By: maratheamit ( Amit Marathe )
RE: Avoiding automatic account generation
2003-02-13 14:30
I feel the PayPal solution would discourage users from trying out SG. So we should be adopting something along the lines of Yahoo. Are images like to ones Yahoo uses available freely? If not, we can go for a simpler option: ask the user to enter a specific number from a list, or ask them to add two numbers, ... This is not as user-friendly as identifying a number in an image but it would be better than nothing.

-- Amit


By: syskoll
Images to identify
2003-02-13 14:59
Yes, I am not too much in favor of a PayPal solution. I like the Yahoo image system. I suggest this:

-offline (once and for all, not on the fly), we run a script to generate a few hundred images with words in a low-contrast color scheme. We can use ImageMagick and/or GIMP's ScriptFu. I know how to do this in ImageMagick so I'll volunteer.

-we store the expected result somewhere as well. If img42.gif is generated with the word "penguin" then we have a content42.txt containing that word.

- we present a random image to the user, making sure the HTML does not give any indication of the chosen image name (we need a scrambled temp name)

- we check that he gives the correct answer.

Of course, Yahoo can come up with a patent for their little system. Sillier things have been patented. Josh, this is your department. What do you think?

-- SysKoll


By: maratheamit ( Amit Marathe )
RE: Images to identify
2003-02-13 16:39
I second Syskoll's idea above. And we can use one-way hash functions to avoid storing the words anywhere in cleartext. i.e. we associate each image with the MD5 hash of the word it contains (rather than the word itself).

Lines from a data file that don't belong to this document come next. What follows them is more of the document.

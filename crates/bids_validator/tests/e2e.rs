//! End-to-end tests for the validator
//!
//! Datasets are written to a temp directory and validated through
//! `Validator::validate_dir`. Scan headers are stored as JSON in the image
//! files and decoded by a test parser.

use bids_validator::{
    codes, HeaderParser, NiftiHeader, Severity, ValidationOutcome, ValidationReport, Validator,
    ValidatorConfig, ValidatorError,
};
use std::fs;
use std::path::{Path, PathBuf};
use std::sync::Arc;
use tempfile::TempDir;

fn init_tracing() {
    let _ = tracing_subscriber::fmt()
        .with_env_filter(
            tracing_subscriber::EnvFilter::from_default_env()
                .add_directive("bids_validator=debug".parse().unwrap()),
        )
        .with_test_writer()
        .try_init();
}

/// Header parser reading `{"dim": [...], "pixdim": [...], "xyzt_units": [...]}`
#[derive(Debug)]
struct JsonHeaderParser;

impl HeaderParser for JsonHeaderParser {
    fn parse(&self, path: &Path) -> anyhow::Result<Option<NiftiHeader>> {
        let text = fs::read_to_string(path)?;
        Ok(Some(serde_json::from_str(&text)?))
    }
}

/// Create a test environment with temp directories
struct TestEnv {
    /// Temp directory (cleaned up on drop)
    _temp: TempDir,
    /// Dataset root
    pub root: PathBuf,
}

impl TestEnv {
    fn new() -> Self {
        init_tracing();
        let temp = TempDir::new().expect("Failed to create temp dir");
        let root = temp.path().join("ds001");
        fs::create_dir_all(&root).expect("Failed to create dataset root");
        Self { _temp: temp, root }
    }

    fn write_file(&self, rel: &str, content: &str) -> PathBuf {
        let path = self.root.join(rel);
        if let Some(parent) = path.parent() {
            fs::create_dir_all(parent).ok();
        }
        fs::write(&path, content).expect("Failed to write file");
        path
    }

    fn write_header(&self, rel: &str, dim: &[i64]) {
        let header = serde_json::json!({
            "dim": dim,
            "pixdim": [1.0, 3.0, 3.0, 3.0, 2.0],
            "xyzt_units": [2, 8],
        });
        self.write_file(rel, &header.to_string());
    }

    /// A small dataset that validates with one error and one warning
    fn populate(&self) {
        self.write_file(
            "dataset_description.json",
            r#"{"Name": "Test", "BIDSVersion": "1.4.0", "Authors": ["Benny", "the Jets"]}"#,
        );
        self.write_file("participants.tsv", "participant_id\nsub-01\n");
        self.write_file(
            "task-rest_bold.json",
            r#"{"RepetitionTime": 2.0, "TaskName": "rest"}"#,
        );
        self.write_header("sub-01/anat/sub-01_T1w.nii.gz", &[3, 176, 256, 256]);
        self.write_header("sub-01/func/sub-01_task-rest_bold.nii.gz", &[4, 64, 64, 32, 10]);
        self.write_file(
            "sub-01/func/sub-01_task-rest_events.tsv",
            "onset\tduration\tstim_file\n0.0\t1.0\tface.png\n12.0\t1.0\tn/a\n",
        );
        self.write_file("sub-01/dwi/sub-01_dwi.bval", "0 1000\n1000 0\n");
        self.write_file("stimuli/face.png", "png");
        self.write_file("stimuli/house.png", "png");

        // Never inspected
        self.write_file("derivatives/sub-01_dwi.bval", "not numbers");
        self.write_file(".hidden.json", "{broken");
        self.write_file("sub-01/scratch/notes.json", "{broken");
        self.write_file(".bidsignore", "scratch/\n");
    }

    fn validator(&self, config: ValidatorConfig) -> Validator {
        Validator::new(config).with_header_parser(Arc::new(JsonHeaderParser))
    }
}

async fn report(validator: &Validator, root: &Path) -> ValidationReport {
    validator
        .validate_dir(root)
        .await
        .expect("validation failed")
        .into_report()
        .expect("run was cancelled")
}

fn codes_of(issues: &[bids_validator::Issue]) -> Vec<u16> {
    issues.iter().map(|i| i.code).collect()
}

// ============================================================================
// Report Tests
// ============================================================================

#[tokio::test]
async fn test_dataset_report() {
    let env = TestEnv::new();
    env.populate();

    let report = report(&env.validator(ValidatorConfig::default()), &env.root).await;

    assert_eq!(codes_of(report.errors()), vec![codes::BVAL_MULTIPLE_ROWS]);
    assert_eq!(codes_of(report.warnings()), vec![codes::UNUSED_STIMULUS]);
    assert_eq!(report.errors()[0].file.relative_path, "/sub-01/dwi/sub-01_dwi.bval");
    assert_eq!(report.errors()[0].severity, Severity::Error);
    assert_eq!(report.warnings()[0].file.relative_path, "/stimuli/house.png");

    let summary = report.summary();
    assert_eq!(summary.subjects.iter().collect::<Vec<_>>(), vec!["01"]);
    assert_eq!(summary.tasks.iter().collect::<Vec<_>>(), vec!["rest"]);
    assert!(summary.modalities.contains("bold"));
    assert!(summary.modalities.contains("T1w"));
}

#[tokio::test]
async fn test_ignored_files_never_appear_in_issues() {
    let env = TestEnv::new();
    env.populate();

    let report = report(&env.validator(ValidatorConfig::default()), &env.root).await;
    for issue in report.errors().iter().chain(report.warnings()) {
        let path = &issue.file.relative_path;
        assert!(!path.starts_with("/derivatives"), "ignored file reported: {}", path);
        assert!(!path.contains("scratch"), "ignored file reported: {}", path);
        assert!(!path.starts_with("/."), "ignored file reported: {}", path);
    }
    assert!(!report.has_code(codes::JSON_INVALID));
}

#[tokio::test]
async fn test_missing_description_is_invalid() {
    let env = TestEnv::new();
    env.populate();
    fs::remove_file(env.root.join("dataset_description.json")).unwrap();

    let report = report(&env.validator(ValidatorConfig::default()), &env.root).await;
    assert!(report.is_invalid());

    let json: serde_json::Value = serde_json::from_str(&report.to_json().unwrap()).unwrap();
    assert_eq!(json["errors"], "Invalid");
    assert!(json.get("warnings").is_none());
    assert_eq!(json["summary"]["totalFiles"], 8);
}

#[tokio::test]
async fn test_runs_are_byte_identical() {
    let env = TestEnv::new();
    env.populate();
    env.write_file("sub-02/func/sub-02_task-rest_events.tsv", "onset\n100\n");
    env.write_header("sub-02/func/sub-02_task-rest_bold.nii.gz", &[4, 64, 64, 32, 10]);

    let validator = env.validator(ValidatorConfig {
        verbose: true,
        ..ValidatorConfig::default()
    });
    let first = report(&validator, &env.root).await.to_json().unwrap();
    let second = report(&validator, &env.root).await.to_json().unwrap();
    assert_eq!(first, second);
    assert!(first.contains("\"code\": 85"));
}

#[tokio::test]
async fn test_concurrency_limit_does_not_change_report() {
    let env = TestEnv::new();
    env.populate();
    for sub in 2..8 {
        env.write_header(
            &format!("sub-0{sub}/func/sub-0{sub}_task-rest_bold.nii.gz"),
            &[4, 64, 64, 32, 10],
        );
        env.write_file(&format!("sub-0{sub}/dwi/sub-0{sub}_dwi.bval"), "0 x");
    }

    let serial = env.validator(ValidatorConfig {
        max_concurrency: 1,
        ..ValidatorConfig::default()
    });
    let parallel = env.validator(ValidatorConfig::default());
    let a = report(&serial, &env.root).await;
    let b = report(&parallel, &env.root).await;
    assert_eq!(a, b);
    assert_eq!(a.errors().iter().filter(|i| i.code == codes::BVAL_NON_NUMERIC).count(), 6);
}

// ============================================================================
// Option Tests
// ============================================================================

#[tokio::test]
async fn test_ignore_warnings() {
    let env = TestEnv::new();
    env.populate();

    let report = report(
        &env.validator(ValidatorConfig {
            ignore_warnings: true,
            ..ValidatorConfig::default()
        }),
        &env.root,
    )
    .await;
    assert!(report.warnings().is_empty());
    assert_eq!(report.errors().len(), 1);
    assert_eq!(report.summary().issue_counts[&codes::UNUSED_STIMULUS], 1);
}

#[tokio::test]
async fn test_ignore_nifti_headers() {
    let env = TestEnv::new();
    env.populate();
    env.write_header("sub-01/func/sub-01_task-rest_bold.nii.gz", &[3, 64, 64, 32]);

    let checked = report(&env.validator(ValidatorConfig::default()), &env.root).await;
    assert!(checked.has_code(codes::BOLD_NOT_4D));

    let skipped = report(
        &env.validator(ValidatorConfig {
            ignore_nifti_headers: true,
            ..ValidatorConfig::default()
        }),
        &env.root,
    )
    .await;
    assert!(!skipped.has_code(codes::BOLD_NOT_4D));
}

#[tokio::test]
async fn test_content_failures_are_issues() {
    let env = TestEnv::new();
    env.populate();
    env.write_file("sub-01/func/sub-01_task-rest_bold.json", "{\"TaskName\": }");
    env.write_file("sub-01/anat/sub-01_T2w.nii.gz", "not a header");

    let report = report(&env.validator(ValidatorConfig::default()), &env.root).await;
    assert!(report.has_code(codes::JSON_INVALID));
    assert!(report.has_code(codes::NIFTI_HEADER_UNREADABLE));
}

// ============================================================================
// Structural Tests
// ============================================================================

#[tokio::test]
async fn test_missing_root_is_structural() {
    let env = TestEnv::new();
    let err = env
        .validator(ValidatorConfig::default())
        .validate_dir(&env.root.join("nope"))
        .await
        .unwrap_err();
    assert!(matches!(err, ValidatorError::RootNotFound(_)));
}

#[cfg(unix)]
#[tokio::test]
async fn test_unreadable_directory_aborts_without_report() {
    use std::os::unix::fs::PermissionsExt;

    let env = TestEnv::new();
    env.populate();
    let locked = env.root.join("sub-01/dwi");
    fs::set_permissions(&locked, fs::Permissions::from_mode(0o000)).unwrap();
    if fs::read_dir(&locked).is_ok() {
        // Permission bits are not enforced for this user
        fs::set_permissions(&locked, fs::Permissions::from_mode(0o755)).unwrap();
        return;
    }

    let result = env
        .validator(ValidatorConfig::default())
        .validate_dir(&env.root)
        .await;
    fs::set_permissions(&locked, fs::Permissions::from_mode(0o755)).unwrap();

    assert!(matches!(result, Err(ValidatorError::Traversal { .. })));
}

#[tokio::test]
async fn test_cancelled_run_yields_no_report() {
    let env = TestEnv::new();
    env.populate();

    let validator = env.validator(ValidatorConfig::default());
    validator.cancellation_token().cancel();
    let outcome = validator.validate_dir(&env.root).await.unwrap();
    assert_eq!(outcome, ValidationOutcome::Cancelled);
}

#[cfg(unix)]
#[tokio::test]
async fn test_symlinked_subject_is_validated() {
    let env = TestEnv::new();
    env.populate();

    let elsewhere = TempDir::new().unwrap();
    fs::create_dir_all(elsewhere.path().join("dwi")).unwrap();
    fs::write(elsewhere.path().join("dwi/sub-02_dwi.bval"), "0 1000 abc").unwrap();
    std::os::unix::fs::symlink(elsewhere.path(), env.root.join("sub-02")).unwrap();

    let report = report(&env.validator(ValidatorConfig::default()), &env.root).await;
    let bad = report
        .errors()
        .iter()
        .find(|i| i.code == codes::BVAL_NON_NUMERIC)
        .expect("symlinked bval checked");
    assert_eq!(bad.file.relative_path, "/sub-02/dwi/sub-02_dwi.bval");

    let unfollowed = report_without_links(&env).await;
    assert!(!unfollowed.has_code(codes::BVAL_NON_NUMERIC));
}

#[cfg(unix)]
async fn report_without_links(env: &TestEnv) -> ValidationReport {
    let config = ValidatorConfig {
        follow_symbolic_directories: false,
        ..ValidatorConfig::default()
    };
    report(&env.validator(config), &env.root).await
}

Checking the validity of the user response might be easier with this...

We still would need to generate scrambled file names to keep determined spammers from building a table of filename, word pairs.

-- Amit


By: jqh1 ( Josiah Hamilton )
RE: Avoiding automatic account generation
2003-02-13 17:01
Sure - this would involve moving the quick account create form off the main page and creating link to another main page view that would include the current sign up parameters, the image, and a box to type in the image text.

As to the potential patent issue, I'll give it some thought (probably not much research, though) -- As you guys know, running a website at all is probably a patent infringment :)

I don't have too much file space on the server, but I probably have enough to store a meaningful number of images.


BTW, if you get a chance, check out the PC mag sg review at:

http://www.pcmag.com/article2/0,4149,849253,00.asp

They pretty much trashed it - it looks to me like they didn't spend enough time to understand all the features (eg, they harp on the boogey-man possibility of hostile address creates without mentioning watchwords or prefix). If you have time, put in a user review (we're all users here, too, right?). I put one in that attempted to refute some of the claims, and I know at least one other user has put in a review -- I mentioned the matter in the "what's new" popup.

Anyway, back to the image thing, we could actually dynamically generate the images on the "graphs.spamgourmet.net" server (actually the test server). Using a one-way hash scheme could conceivably work even splitting it up this way. CPU's not much of an issue on the test server, so we wouldn't have that concern.




By: syskoll
Auto image generation with ImageMagick
2003-02-13 21:13
I re-read the man page for ImageMagick and I came up with a small script (a command actually) to imbed a ligh blue word image in a background. Here, the background is backgnd.gif and the resulting image is result.gif. The whole thing is blurred on top of that.

It takes 0.87 seconds to do that on my 800 MHz machine.

convert -fill lightblue -affine 8,0,0,8,0,0 -font /usr/share/fonts/default/Type1/p052003l.pfb -draw "text 20,20 hello" -blur 2x3 backgnd.gif result.gif

The word "hello" in the result.gif image is easy to see for a human eye but would be very hard for an OCR program.

Try it. It's very easy to do with ImageMagick.

-- SysKoll


By: nobody ( Nobody/Anonymous )
RE: Avoiding automatic account generation
2003-02-18 11:52
AutoImage generation looks right.

By the way, Yahoo is not the only one using that trick. Altavista used it years ago (to prevent script-submmissions), Paypal is using it, Overture is using it (for login), and much more...

T the point of the question (preventing spammers), here's more ideas:

Time limiting (i.e. 15 email per minute).
Limit the number of recipients per email (i.e. total of 15 addresses in to/cc/bcc)

=Bob


By: syskoll
Image recognition as anti-script measure
2003-02-18 14:37

The funny thing is that the specific program used by Yahoo, called Gimpy, has often been used as a Turing test (only a human can answer). As such, it was an irresistible challenge for some academics, and it has been cracked:

http://www.berkeley.edu/news/media/rele ... gimpy.html

They say that they beat Gimpy in 83% of the cases.

Now, I doubt that spammers are ever going to deploy a Gimpy breaker, but just to be sure, I'll deploy my own version of Gimpy, which hasn't been subjected to any kind of research. Besides, Gimpy is based on The GIMP and Script-Fu, and as such is relatively heavy. The little ImageMagick trick I mentioned above is very lightweight.

Time/volume limitation per account is one of the two necessary components, of course (the other being account limitation).

-- SysKoll